With TB, as with finance, trust however depends on the ability to locate the registrant. UID promises the doctor that she or he can find the UID subject using the data encoded and linked to his or her UID number. This spatial legibility is tied both to data and to use. For those who want UID to include spatial data, actual residence is included and available to those agencies with access to UID information. But UID number use itself produces a trace of location, much as a credit card would. To the extent more and more “minimal entitlements” from ration cards to employment guarantees to more and more state/private/NGO outlays are linked to UID, life itself becomes impossible without one showing up on a database somewhere in India or through its consular extensions.
That the public health state can trust locational data is critical as it must respond to its own massive failure, here the somewhat vague reference to the “Mumbai episode.”
For now, I am assuming that this episode is the much reported finding, early in 2012, that several cases of entirely multi-drug resistant tuberculosis had been found in Mumbai. Here is the Lancet of 21 January 2012:
India reports cases of totally drug-resistant tuberculosis
Samuel Loewenberg
Mismanagement of tuberculosis in Mumbai has led to the emergence of India’s first known cases of a totally drug-resistant form of the disease, say doctors. Samuel Loewenberg reports.
Researchers in Mumbai have identified 12 patients with a virulent strain of tuberculosis that seems to be resistant to all known treatments. The cases of so-called totally drug-resistant tuberculosis (TDR-TB) have been detected in the city in the past 3 months. Worldwide, the only other episodes of TDR-TB reported were in Iran in 2009 and Italy in 2007.
What then follows is a social diagnosis: a miserable state system drives persons to mostly untrained clinicians whose prescription patterns drive increased drug resistance: the state fails entirely either to regulate the latter or to address the failures of the state system.
In this context, how to make sense of the turn to Aadhaar, to the new promise of Big Data? What is not addressed is the state’s failure, assuming the arguably inflationary language of the Lancet piece is acccurate, to enroll most persons with MDR-TB or to regulate the conditions of common treatment. Rather, those few persons already in the MDR-TB treatment pipline are to be more effectively surveilled through the UID number.

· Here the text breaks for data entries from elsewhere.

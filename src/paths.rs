//! Application path management for portable and installed modes.
//!
//! ## Mode Detection
//!
//! - **Portable mode**: If a `.portable` marker file exists next to the
//!   executable, config, keymaps and songs live in the same directory.
//! - **Installed mode** (default): Data is stored in the platform data
//!   directory under `FreeKeys` (`%APPDATA%\FreeKeys`, `~/.local/share/FreeKeys`).

use anyhow::Context;
use std::path::{Path, PathBuf};
use tracing::{debug, info};

use crate::keymap::DEFAULT_KEYMAP;

/// Application name used for directories in installed mode
const APP_NAME: &str = "FreeKeys";

/// Application paths for config, keymaps and songs.
#[derive(Debug, Clone)]
pub struct AppPaths {
    /// Path to the configuration file
    pub config: PathBuf,
    /// Directory holding `.map` keymaps
    pub keymaps_dir: PathBuf,
    /// Directory holding recorded `.fpm` songs
    pub songs_dir: PathBuf,
    /// Whether running in portable mode (config next to exe)
    pub is_portable: bool,
}

impl AppPaths {
    /// All paths rooted at `base`
    pub fn rooted(base: &Path, is_portable: bool) -> Self {
        Self {
            config: base.join("config.yaml"),
            keymaps_dir: base.join("keymaps"),
            songs_dir: base.join("songs"),
            is_portable,
        }
    }

    /// Detect the appropriate paths based on environment.
    ///
    /// **Debug mode**: If `config.yaml` exists in the current working
    /// directory, that directory is used.
    ///
    /// **Portable mode**: a `.portable` marker next to the executable keeps
    /// all data there.
    ///
    /// **Installed mode** (default): the platform data directory.
    ///
    /// Note: This is called before logging is initialized, so we use eprintln
    /// for early diagnostic output.
    pub fn detect() -> Self {
        let exe_dir = std::env::current_exe()
            .ok()
            .and_then(|p| p.parent().map(|p| p.to_path_buf()))
            .unwrap_or_else(|| PathBuf::from("."));

        #[cfg(debug_assertions)]
        {
            let cwd = std::env::current_dir().unwrap_or_else(|_| PathBuf::from("."));
            if cwd.join("config.yaml").exists() {
                eprintln!("[paths] Running in DEV mode (config.yaml found in cwd: {})", cwd.display());
                return Self::rooted(&cwd, true);
            }
        }

        if exe_dir.join(".portable").exists() {
            #[cfg(debug_assertions)]
            eprintln!("[paths] Running in PORTABLE mode (.portable marker found)");
            Self::rooted(&exe_dir, true)
        } else {
            let app_data = dirs::data_dir()
                .unwrap_or_else(|| {
                    eprintln!("[paths] WARNING: dirs::data_dir() returned None, falling back to exe dir");
                    exe_dir.clone()
                })
                .join(APP_NAME);

            #[cfg(debug_assertions)]
            eprintln!("[paths] Running in INSTALLED mode (data dir: {})", app_data.display());

            Self::rooted(&app_data, false)
        }
    }

    /// Get the base directory (for displaying in logs)
    pub fn base_dir(&self) -> PathBuf {
        self.config
            .parent()
            .map(|p| p.to_path_buf())
            .unwrap_or_else(|| PathBuf::from("."))
    }

    /// Keymap written on first run
    pub fn default_keymap(&self) -> PathBuf {
        self.keymaps_dir.join("default.map")
    }

    /// Ensure all required directories exist.
    ///
    /// Also writes the built-in keymap to the keymaps directory when it is
    /// missing, so there is a file to edit.
    pub fn ensure_directories(&self) -> anyhow::Result<()> {
        for dir in [&self.keymaps_dir, &self.songs_dir] {
            if !dir.exists() {
                debug!("Creating directory: {}", dir.display());
                std::fs::create_dir_all(dir)
                    .with_context(|| format!("Failed to create {}", dir.display()))?;
            }
        }

        if let Some(config_parent) = self.config.parent() {
            if !config_parent.exists() {
                debug!("Creating config directory: {}", config_parent.display());
                std::fs::create_dir_all(config_parent)?;
            }
        }

        let keymap = self.default_keymap();
        if !keymap.exists() {
            info!("Writing default keymap to {}", keymap.display());
            std::fs::write(&keymap, DEFAULT_KEYMAP)
                .with_context(|| format!("Failed to write {}", keymap.display()))?;
        }

        Ok(())
    }
}

#[cfg(test)]
mod tests {
    use super::*;
    use tempfile::TempDir;

    #[test]
    fn test_rooted_layout() {
        let paths = AppPaths::rooted(Path::new("data"), true);
        assert!(paths.is_portable);
        assert_eq!(paths.config, PathBuf::from("data/config.yaml"));
        assert_eq!(paths.default_keymap(), PathBuf::from("data/keymaps/default.map"));
        assert_eq!(paths.base_dir(), PathBuf::from("data"));
    }

    #[test]
    fn test_ensure_directories_writes_default_keymap() {
        let temp_dir = TempDir::new().unwrap();
        let paths = AppPaths::rooted(&temp_dir.path().join("FreeKeys"), false);
        paths.ensure_directories().unwrap();

        assert!(paths.songs_dir.is_dir());
        let text = std::fs::read_to_string(paths.default_keymap()).unwrap();
        assert_eq!(text, DEFAULT_KEYMAP);

        // an edited keymap is left alone
        std::fs::write(paths.default_keymap(), "FreePiano 1.8\r\n").unwrap();
        paths.ensure_directories().unwrap();
        let text = std::fs::read_to_string(paths.default_keymap()).unwrap();
        assert_eq!(text, "FreePiano 1.8\r\n");
    }
}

Happy to discover your blog! Regarding the mobility of files, my experience in gov’t TB clinics suggests that there are two different sets of files: 1.) a notebook or folder for the patient, filled with x-rays, lab results, prescriptions and recommendations for further tests, and 2.) a standardized chart maintained at the drug dispensary, which notes whether a patient has shown up to take their anti-tuberculosis treatment at the prescribed times. More generally, UID in relation to India’s RNTCP (Revised National TB Control Programme) works in part upon the assumption that the failure of TB is a failure of adherence and a failure of localization. The uncertainty of the TB diagnosis itself (whether TB or not, whether MDR, TDR, XDR, or not) suggests that the information being coded, like degrading fingerprints, might itself have inherent limits.
Appreciate this, especially your point about the distinction between the patient “notebook” and the standardized chart in the possession f the drug dispensary. I am wondering if the dispensary has been the primary site of standardized patient surveillance for a long time, given your careful history of TB in Chennai, or a more recent emergence.